Criminology Research Council grant ; (44/89)
The products of this research, comprising various papers and journal articles, have been bound in one volume under the project's title.
This study was conceived as a joint project between Dr Andrew Hopkins of the ANU and Dr James Harrison, then of the National Institute of Occupational Health and Safety (NIOHS), now Director of the National Injury Surveillance Unit in Adelaide. It is based in part on data supplied by NIOHS and on data collected independently by the investigators from the NSW Coroner, the industrial inspectorate, and various other regulatory bodies.
The aim of the project was to study the response of the legal/regulator system to all 129 work-related fatalities which occurred in NSW in 1984. The year 1984 was chosen because NIOHS had already carried out a major study identifying which of the many thousands of fatalities reported to coroners in 1984 were work-related.

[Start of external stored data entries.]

//! Helper functions for settings operations.

use crate::core::config::data::Config;
use crate::ui::builtin_themes::find_builtin_theme;

use super::error::SettingError;

pub fn success_set(key: &str, value: &str) -> String {
    format!("✅ Set {key} to: {value}")
}

pub fn success_unset(key: &str) -> String {
    format!("✅ Unset {key}")
}

/// Validate and resolve a theme identifier.
///
/// Checks both built-in and custom themes, returning the canonical theme ID.
pub fn validate_theme(config: &Config, input: &str) -> Result<String, SettingError> {
    if let Some(theme) = find_builtin_theme(input) {
        return Ok(theme.id);
    }

    if let Some(theme) = config.get_custom_theme(input) {
        return Ok(theme.id.clone());
    }

    Err(SettingError::UnknownTheme {
        input: input.to_string(),
    })
}
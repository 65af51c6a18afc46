//! Registry of setting handlers.

use std::collections::HashMap;

use super::handlers::{
    primary_name_handler, secondary_name_handler, timestamp_format_handler, title_handler,
    ReplyDelayHandler, ThemeHandler,
};
use super::SettingHandler;
use crate::core::config::data::Config;

/// Registry of all available setting handlers.
pub struct SettingRegistry {
    handlers: HashMap<&'static str, Box<dyn SettingHandler>>,
    /// Keys in display order for `parley set` output.
    display_order: Vec<&'static str>,
}

impl SettingRegistry {
    /// Create a new registry with all handlers registered.
    pub fn new() -> Self {
        let mut registry = Self {
            handlers: HashMap::new(),
            display_order: Vec::new(),
        };

        // Register handlers in display order
        registry.register(Box::new(ThemeHandler));
        registry.register(Box::new(primary_name_handler()));
        registry.register(Box::new(secondary_name_handler()));
        registry.register(Box::new(ReplyDelayHandler));
        registry.register(Box::new(timestamp_format_handler()));
        registry.register(Box::new(title_handler()));

        registry
    }

    fn register(&mut self, handler: Box<dyn SettingHandler>) {
        let key = handler.key();
        self.display_order.push(key);
        self.handlers.insert(key, handler);
    }

    /// Get a handler by key.
    pub fn get(&self, key: &str) -> Option<&dyn SettingHandler> {
        self.handlers.get(key).map(|h| h.as_ref())
    }

    /// Get all keys in sorted order.
    pub fn keys_sorted(&self) -> Vec<&'static str> {
        let mut keys: Vec<_> = self.handlers.keys().copied().collect();
        keys.sort();
        keys
    }

    /// Get all keys in display order.
    pub fn keys_display_order(&self) -> &[&'static str] {
        &self.display_order
    }

    /// Current value of every setting, one per line, in display order.
    pub fn format_all(&self, config: &Config) -> String {
        let mut out = String::from("Current configuration:\n");
        for key in &self.display_order {
            if let Some(handler) = self.get(key) {
                out.push_str(&handler.format(config));
                out.push('\n');
            }
        }
        if !config.custom_themes.is_empty() {
            out.push_str(&format!("  custom-themes: {}\n", config.custom_themes.len()));
        }
        out
    }
}

impl Default for SettingRegistry {
    fn default() -> Self {
        Self::new()
    }
}
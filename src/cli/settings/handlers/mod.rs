//! Setting handlers for the configuration keys.

pub mod simple;
pub mod string;

pub use simple::*;
pub use string::*;
fn main() {
    if let Err(e) = parley::cli::main() {
        eprintln!("❌ {e}");
        std::process::exit(1);
    }
}
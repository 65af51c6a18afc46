//! Append-only message store for a chat session.

use crate::core::message::Message;

/// Ordered sequence of messages; insertion order is display order.
///
/// `append` is the only mutator. The store is owned by [`App`](crate::core::app::App)
/// and handed around explicitly rather than living in a global.
#[derive(Debug, Clone, Default)]
pub struct ChatStore {
    messages: Vec<Message>,
}

impl ChatStore {
    pub fn new() -> Self {
        Self::default()
    }

    pub fn append(&mut self, message: Message) {
        self.messages.push(message);
    }

    pub fn messages(&self) -> &[Message] {
        &self.messages
    }

    pub fn len(&self) -> usize {
        self.messages.len()
    }

    pub fn is_empty(&self) -> bool {
        self.messages.is_empty()
    }

    pub fn last(&self) -> Option<&Message> {
        self.messages.last()
    }

    pub fn iter(&self) -> std::slice::Iter<'_, Message> {
        self.messages.iter()
    }
}

impl<'a> IntoIterator for &'a ChatStore {
    type Item = &'a Message;
    type IntoIter = std::slice::Iter<'a, Message>;

    fn into_iter(self) -> Self::IntoIter {
        self.iter()
    }
}

#[cfg(test)]
mod tests {
    use super::*;
    use crate::core::message::Participant;

    #[test]
    fn starts_empty() {
        let store = ChatStore::new();
        assert!(store.is_empty());
        assert_eq!(store.len(), 0);
        assert!(store.last().is_none());
    }

    #[test]
    fn nth_append_is_nth_entry() {
        let mut store = ChatStore::new();
        for i in 0..5 {
            let user = if i % 2 == 0 {
                Participant::Primary
            } else {
                Participant::Secondary
            };
            store.append(Message::new(user, format!("m{i}"), "00:00:00"));
        }

        let texts: Vec<&str> = store.iter().map(|m| m.text.as_str()).collect();
        assert_eq!(texts, ["m0", "m1", "m2", "m3", "m4"]);
        assert_eq!(store.last().map(|m| m.user), Some(Participant::Primary));
    }
}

It was this previous work which made the present study feasible.
One of the more striking findings of the study was that 28 per cent of all the work-related fatalities under consideration involved trucks, most of them travelling over long distances. This group of cases was looked at in detail. Such cases arguably involve violations of the NSW Occupational Health and Safety Act, which requires employers to provide a safe system of work, but none of the fatalities was investigated by the agency responsible for enforcing this Act.